My words tripped over one another as I tried to explain again why I’d had to leave him.
“I’ve had enough of you and your endless problems,” my mistress intoned, leaning so close I saw the tiny red vessels in her eyes. “Be gone from this house, and good riddance!”
I asked meekly for my money from the first of the month till today. Clementina reached into the beaded bag at her waist and threw a quarter at me, which I picked up from the floor. It was far less than she would have owed if I’d done my work, but I was lucky to get it.
I stumbled to my attic room. My body flooded with urgency as I thrust clothes and other effects into my valise. The attic was musty from dampness, and its odor suddenly revolted me. My head spun and my mouth watered with nausea. I
lay back on the mattress, hoping not to be sick.
The sensations subsided as I listened to the household’s noises.
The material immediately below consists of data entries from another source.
use std::time::Duration;

use async_trait::async_trait;
use futures::{stream::BoxStream, StreamExt};
use reqwest::{multipart, Client, Response};
use serde_json::Value;
use shared::{
    domain::{ApplicationId, SessionId, UserId},
    protocol::ProgressSnapshot,
};
use tracing::{debug, info};
use url::Url;

use crate::{config::ClientSettings, error::TransportError};

/// Raw body of a streaming response, chunk by chunk.
pub type ByteStream = BoxStream<'static, Result<Vec<u8>, TransportError>>;

#[derive(Debug, Clone, PartialEq, Eq)]
pub struct UploadDocument {
    pub filename: String,
    pub mime_type: Option<String>,
    pub bytes: Vec<u8>,
}

/// One outbound chat turn.
#[derive(Debug, Clone)]
pub struct ChatRequest {
    pub message: String,
    pub session_id: SessionId,
    pub user_id: Option<UserId>,
    pub documents: Vec<UploadDocument>,
    /// Document type labels, in the same order as `documents`.
    pub document_types: Vec<String>,
}

impl ChatRequest {
    pub fn text(message: impl Into<String>, session_id: SessionId) -> Self {
        Self {
            message: message.into(),
            session_id,
            user_id: None,
            documents: Vec::new(),
            document_types: Vec::new(),
        }
    }
}

#[async_trait]
pub trait KycTransport: Send + Sync {
    async fn open_chat_stream(&self, request: ChatRequest) -> Result<ByteStream, TransportError>;
    async fn open_status_stream(
        &self,
        application_id: &ApplicationId,
    ) -> Result<ByteStream, TransportError>;
    /// Last known snapshot; any failure reads as `None`.
    async fn fetch_status(&self, application_id: &ApplicationId) -> Option<ProgressSnapshot>;
}

pub struct HttpTransport {
    http: Client,
    base_url: Url,
    snapshot_timeout: Duration,
}

impl HttpTransport {
    pub fn new(base_url: &str) -> Result<Self, TransportError> {
        Self::with_client(Client::new(), base_url, Duration::from_secs(30))
    }

    pub fn from_settings(settings: &ClientSettings) -> Result<Self, TransportError> {
        let timeout = Duration::from_secs(settings.request_timeout_secs);
        // Streams stay open for the whole exchange, so only connecting is bounded.
        let http = Client::builder().connect_timeout(timeout).build()?;
        Self::with_client(http, &settings.api_base_url, timeout)
    }

    pub fn with_client(
        http: Client,
        base_url: &str,
        snapshot_timeout: Duration,
    ) -> Result<Self, TransportError> {
        Ok(Self {
            http,
            base_url: Url::parse(base_url)?,
            snapshot_timeout,
        })
    }

    fn endpoint(&self, path: &str) -> String {
        format!("{}{path}", self.base_url.as_str().trim_end_matches('/'))
    }

    async fn try_fetch_status(
        &self,
        application_id: &ApplicationId,
    ) -> Result<ProgressSnapshot, TransportError> {
        let response = self
            .http
            .get(self.endpoint(&format!("/kyc/applications/{application_id}/status")))
            .timeout(self.snapshot_timeout)
            .send()
            .await?;
        let response = ensure_success(response).await?;
        Ok(response.json().await?)
    }
}

#[async_trait]
impl KycTransport for HttpTransport {
    async fn open_chat_stream(&self, request: ChatRequest) -> Result<ByteStream, TransportError> {
        let ChatRequest {
            message,
            session_id,
            user_id,
            documents,
            document_types,
        } = request;

        let mut form = multipart::Form::new()
            .text("message", message)
            .text("session_id", session_id.0.clone());
        if let Some(user_id) = user_id {
            form = form.text("user_id", user_id.0);
        }

        let document_count = documents.len();
        for document in documents {
            let mut part = multipart::Part::bytes(document.bytes).file_name(document.filename);
            if let Some(mime_type) = document.mime_type.as_deref() {
                part = part.mime_str(mime_type)?;
            }
            form = form.part("documents", part);
        }
        if document_count > 0 && !document_types.is_empty() {
            form = form.text("document_types", Value::from(document_types).to_string());
        }

        info!(
            session_id = %session_id,
            documents = document_count,
            "transport: opening chat stream"
        );
        let response = self
            .http
            .post(self.endpoint("/kyc/chat/stream/upload"))
            .multipart(form)
            .send()
            .await?;
        into_byte_stream(response).await
    }

    async fn open_status_stream(
        &self,
        application_id: &ApplicationId,
    ) -> Result<ByteStream, TransportError> {
        info!(application_id = %application_id, "transport: opening status stream");
        let response = self
            .http
            .get(self.endpoint(&format!("/kyc/status/{application_id}")))
            .send()
            .await?;
        into_byte_stream(response).await
    }

    async fn fetch_status(&self, application_id: &ApplicationId) -> Option<ProgressSnapshot> {
        match self.try_fetch_status(application_id).await {
            Ok(snapshot) => Some(snapshot),
            Err(err) => {
                debug!(application_id = %application_id, error = %err, "transport: no status snapshot");
                None
            }
        }
    }
}

async fn ensure_success(response: Response) -> Result<Response, TransportError> {
    let status = response.status();
    if status.is_success() {
        return Ok(response);
    }
    let body = response.text().await.unwrap_or_default();
    Err(TransportError::Status {
        status: status.as_u16(),
        body,
    })
}

async fn into_byte_stream(response: Response) -> Result<ByteStream, TransportError> {
    let response = ensure_success(response).await?;
    Ok(response
        .bytes_stream()
        .map(|chunk| {
            chunk
                .map(|bytes| bytes.to_vec())
                .map_err(|err| TransportError::Read(err.to_string()))
        })
        .boxed())
}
I heard Clementina tell Margaret to feed Henry with a bottle. Then she called that she was going to the doctor’s to request another wet nurse. The front door slammed shut; a bit later, the pattering of hooves and rolling of wheels indicated her departure by carriage. Someone climbed the stairs to the attic story, and Albert entered my room, hot and dusty in his traveling clothes.
“If you have no place to go,” he said, holding out a card to where I lay, his face awkward.
I accepted it. “Burnham Imports, Incorporated, 8xx Chestnut Street, Philadelphia, Penna.,” it read.
“Best to call before ten or after four.” He gave a tight-lipped smile. “I’ll have more time to attend to you.”
I thanked him and sat up, putting the card into my skirt pocket; he gave a slight bow and returned down the stairs. At least I have a last resort, I thought. Perhaps even a friend.
I finished packing and left that spacious attic room, descending with my valise to the nursery, where Henry lay drowsy in his crib. He began to make sucking motions when I entered, but I dared not nurse him. Leaning close, I whispered that I was sorry to have drugged him and kissed his plump cheeks repeatedly. He opened his brown eyes wide, startled at my passion. I picked up the bottle of laudanum from the floor and tucked it into my valise—since I’d paid dearly for it. Then I descended to the kitchen, expecting a final parting with Margaret and Miss Baker.
Instead, they gave me one more sheltered night.
Which brings me to this moment. The sky is dark. I’ll use the outhouse, and pump some water at the well to drink and wash in. I’ll dry off with the blanket Margaret gave me, assemble my hair, put on clean clothes, and sleep on my valise rather than getting mussed by filth from the floor—so that, in my efforts to reclaim my Lotte tomorrow, my appearance won’t be so unkempt as to bar me from succor.